(Dataset entries)
//! Convert tabular item exports into label printer command files.

mod columns;
mod commands;
mod layout;
mod markers;
mod rows;

pub use columns::{
    ColumnMap, ColumnsError, DEFAULT_CODE_HEADER, DEFAULT_DESCRIPTION_HEADER,
    DEFAULT_QUANTITY_HEADER,
};
pub use commands::{BlockKind, CRLF, CommandBlock, LabelFormat};
pub use layout::{DESCRIPTION_WIDTH, LabelLines, split_description};
pub use markers::{Marker, MarkerStyle};
pub use rows::{InputRow, LabelJob, SkipReason, plan_row, read_rows};

use std::fs::{self, File};
use std::path::Path;

use anyhow::{Context, Result};
use thiserror::Error;
use tracing::{debug, info};

/// Errors raised while preparing the output file.
#[derive(Debug, Error)]
pub enum OutputError {
    /// The command file is ASCII; `line` is the 1-based output line.
    #[error("non-ASCII character '{ch}' (U+{code:04X}) in output line {line}")]
    NonAscii { ch: char, code: u32, line: usize },
}

/// Settings for one conversion.
#[derive(Debug, Clone, Default)]
pub struct Options {
    pub markers: MarkerStyle,
    pub columns: ColumnMap,
}

/// Counts reported after a conversion.
#[derive(Debug, Clone, Copy, Default, PartialEq, Eq)]
pub struct Summary {
    pub rows: usize,
    pub skipped: usize,
    pub blocks: usize,
}

/// Build the full output text: header, then every row's blocks in order,
/// joined with CRLF.
pub fn render_document(rows: &[InputRow], markers: MarkerStyle) -> (String, Summary) {
    let format = LabelFormat::new(markers);
    let mut parts = format.header();
    let mut summary = Summary {
        rows: rows.len(),
        ..Summary::default()
    };

    for (idx, row) in rows.iter().enumerate() {
        match plan_row(row) {
            Ok(job) => {
                for block in job.blocks(&format) {
                    debug!(code = %job.code, kind = %block.kind, quantity = block.quantity, "block");
                    parts.push(block.render());
                    summary.blocks += 1;
                }
            }
            Err(reason) => {
                // Data rows start on line 2, after the header.
                debug!(line = idx + 2, code = %row.code.trim(), "skipping row: {}", reason);
                summary.skipped += 1;
            }
        }
    }

    (parts.join(CRLF), summary)
}

/// The file is written as ASCII; anything else cannot be encoded.
pub fn ensure_ascii(content: &str) -> Result<(), OutputError> {
    for (idx, line) in content.split(CRLF).enumerate() {
        if let Some(ch) = line.chars().find(|c| !c.is_ascii()) {
            return Err(OutputError::NonAscii {
                ch,
                code: ch as u32,
                line: idx + 1,
            });
        }
    }
    Ok(())
}

/// Read `input`, convert every row and write the command file to `output`.
/// Nothing is written if the input cannot be read or the output would not be
/// plain ASCII.
pub fn convert_file(input: &Path, output: &Path, options: &Options) -> Result<Summary> {
    let file =
        File::open(input).with_context(|| format!("failed to open input {}", input.display()))?;
    let rows = read_rows(file, &options.columns)
        .with_context(|| format!("failed to read rows from {}", input.display()))?;

    let (content, summary) = render_document(&rows, options.markers);
    ensure_ascii(&content)
        .with_context(|| format!("cannot encode output for {}", output.display()))?;

    fs::write(output, content.as_bytes())
        .with_context(|| format!("failed to write {}", output.display()))?;

    info!(
        markers = %options.markers,
        rows = summary.rows,
        skipped = summary.skipped,
        blocks = summary.blocks,
        "wrote {}",
        output.display()
    );
    Ok(summary)
}

#[cfg(test)]
mod tests {
    use super::*;
    use pretty_assertions::assert_eq;

    #[test]
    fn empty_input_is_header_only() {
        let (doc, summary) = render_document(&[], MarkerStyle::Placeholder);
        let header = LabelFormat::default().header().join(CRLF);
        assert_eq!(doc, header);
        assert!(doc.ends_with("<STX>R<ETX>\r\n"));
        assert_eq!(summary, Summary::default());
    }

    #[test]
    fn blocks_follow_rows_in_order() {
        let rows = vec![
            InputRow::new("X1", "Widget", "3"),
            InputRow::new("", "orphan", "4"),
            InputRow::new("X2", "", "1"),
        ];
        let (doc, summary) = render_document(&rows, MarkerStyle::Placeholder);
        assert_eq!(
            summary,
            Summary {
                rows: 3,
                skipped: 1,
                blocks: 3
            }
        );
        let first = doc.find("<LF>X1<ETX>").unwrap();
        let second = doc.find("<LF>X2<ETX>").unwrap();
        assert!(first < second);
        assert!(!doc.contains("orphan"));
    }

    #[test]
    fn rendering_is_deterministic() {
        let rows = vec![InputRow::new("A", "Some long description text here", "7")];
        let first = render_document(&rows, MarkerStyle::Placeholder);
        let second = render_document(&rows, MarkerStyle::Placeholder);
        assert_eq!(first, second);
    }

    #[test]
    fn non_ascii_is_reported_with_its_line() {
        assert!(ensure_ascii("plain\r\ntext").is_ok());
        let err = ensure_ascii("ok\r\nCAMIÓN").unwrap_err();
        let OutputError::NonAscii { ch, line, .. } = err;
        assert_eq!(ch, 'Ó');
        assert_eq!(line, 2);
    }
}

• [About this exercise]:
Restate each record above exactly, leaving nothing out.

• [Solution for this task]:
//! Convert tabular item exports into label printer command files.

mod columns;
mod commands;
mod layout;
mod markers;
mod rows;

pub use columns::{
    ColumnMap, ColumnsError, DEFAULT_CODE_HEADER, DEFAULT_DESCRIPTION_HEADER,
    DEFAULT_QUANTITY_HEADER,
};
pub use commands::{BlockKind, CRLF, CommandBlock, LabelFormat};
pub use layout::{DESCRIPTION_WIDTH, LabelLines, split_description};
pub use markers::{Marker, MarkerStyle};
pub use rows::{InputRow, LabelJob, SkipReason, plan_row, read_rows};

use std::fs::{self, File};
use std::path::Path;

use anyhow::{Context, Result};
use thiserror::Error;
use tracing::{debug, info};

/// Errors raised while preparing the output file.
#[derive(Debug, Error)]
pub enum OutputError {
    /// The command file is ASCII; `line` is the 1-based output line.
    #[error("non-ASCII character '{ch}' (U+{code:04X}) in output line {line}")]
    NonAscii { ch: char, code: u32, line: usize },
}

/// Settings for one conversion.
#[derive(Debug, Clone, Default)]
pub struct Options {
    pub markers: MarkerStyle,
    pub columns: ColumnMap,
}

/// Counts reported after a conversion.
#[derive(Debug, Clone, Copy, Default, PartialEq, Eq)]
pub struct Summary {
    pub rows: usize,
    pub skipped: usize,
    pub blocks: usize,
}

/// Build the full output text: header, then every row's blocks in order,
/// joined with CRLF.
pub fn render_document(rows: &[InputRow], markers: MarkerStyle) -> (String, Summary) {
    let format = LabelFormat::new(markers);
    let mut parts = format.header();
    let mut summary = Summary {
        rows: rows.len(),
        ..Summary::default()
    };

    for (idx, row) in rows.iter().enumerate() {
        match plan_row(row) {
            Ok(job) => {
                for block in job.blocks(&format) {
                    debug!(code = %job.code, kind = %block.kind, quantity = block.quantity, "block");
                    parts.push(block.render());
                    summary.blocks += 1;
                }
            }
            Err(reason) => {
                // Data rows start on line 2, after the header.
                debug!(line = idx + 2, code = %row.code.trim(), "skipping row: {}", reason);
                summary.skipped += 1;
            }
        }
    }

    (parts.join(CRLF), summary)
}

/// The file is written as ASCII; anything else cannot be encoded.
pub fn ensure_ascii(content: &str) -> Result<(), OutputError> {
    for (idx, line) in content.split(CRLF).enumerate() {
        if let Some(ch) = line.chars().find(|c| !c.is_ascii()) {
            return Err(OutputError::NonAscii {
                ch,
                code: ch as u32,
                line: idx + 1,
            });
        }
    }
    Ok(())
}

/// Read `input`, convert every row and write the command file to `output`.
/// Nothing is written if the input cannot be read or the output would not be
/// plain ASCII.
pub fn convert_file(input: &Path, output: &Path, options: &Options) -> Result<Summary> {
    let file =
        File::open(input).with_context(|| format!("failed to open input {}", input.display()))?;
    let rows = read_rows(file, &options.columns)
        .with_context(|| format!("failed to read rows from {}", input.display()))?;

    let (content, summary) = render_document(&rows, options.markers);
    ensure_ascii(&content)
        .with_context(|| format!("cannot encode output for {}", output.display()))?;

    fs::write(output, content.as_bytes())
        .with_context(|| format!("failed to write {}", output.display()))?;

    info!(
        markers = %options.markers,
        rows = summary.rows,
        skipped = summary.skipped,
        blocks = summary.blocks,
        "wrote {}",
        output.display()
    );
    Ok(summary)
}

#[cfg(test)]
mod tests {
    use super::*;
    use pretty_assertions::assert_eq;

    #[test]
    fn empty_input_is_header_only() {
        let (doc, summary) = render_document(&[], MarkerStyle::Placeholder);
        let header = LabelFormat::default().header().join(CRLF);
        assert_eq!(doc, header);
        assert!(doc.ends_with("<STX>R<ETX>\r\n"));
        assert_eq!(summary, Summary::default());
    }

    #[test]
    fn blocks_follow_rows_in_order() {
        let rows = vec![
            InputRow::new("X1", "Widget", "3"),
            InputRow::new("", "orphan", "4"),
            InputRow::new("X2", "", "1"),
        ];
        let (doc, summary) = render_document(&rows, MarkerStyle::Placeholder);
        assert_eq!(
            summary,
            Summary {
                rows: 3,
                skipped: 1,
                blocks: 3
            }
        );
        let first = doc.find("<LF>X1<ETX>").unwrap();
        let second = doc.find("<LF>X2<ETX>").unwrap();
        assert!(first < second);
        assert!(!doc.contains("orphan"));
    }

    #[test]
    fn rendering_is_deterministic() {
        let rows = vec![InputRow::new("A", "Some long description text here", "7")];
        let first = render_document(&rows, MarkerStyle::Placeholder);
        let second = render_document(&rows, MarkerStyle::Placeholder);
        assert_eq!(first, second);
    }

    #[test]
    fn non_ascii_is_reported_with_its_line() {
        assert!(ensure_ascii("plain\r\ntext").is_ok());
        let err = ensure_ascii("ok\r\nCAMIÓN").unwrap_err();
        let OutputError::NonAscii { ch, line, .. } = err;
        assert_eq!(ch, 'Ó');
        assert_eq!(line, 2);
    }
}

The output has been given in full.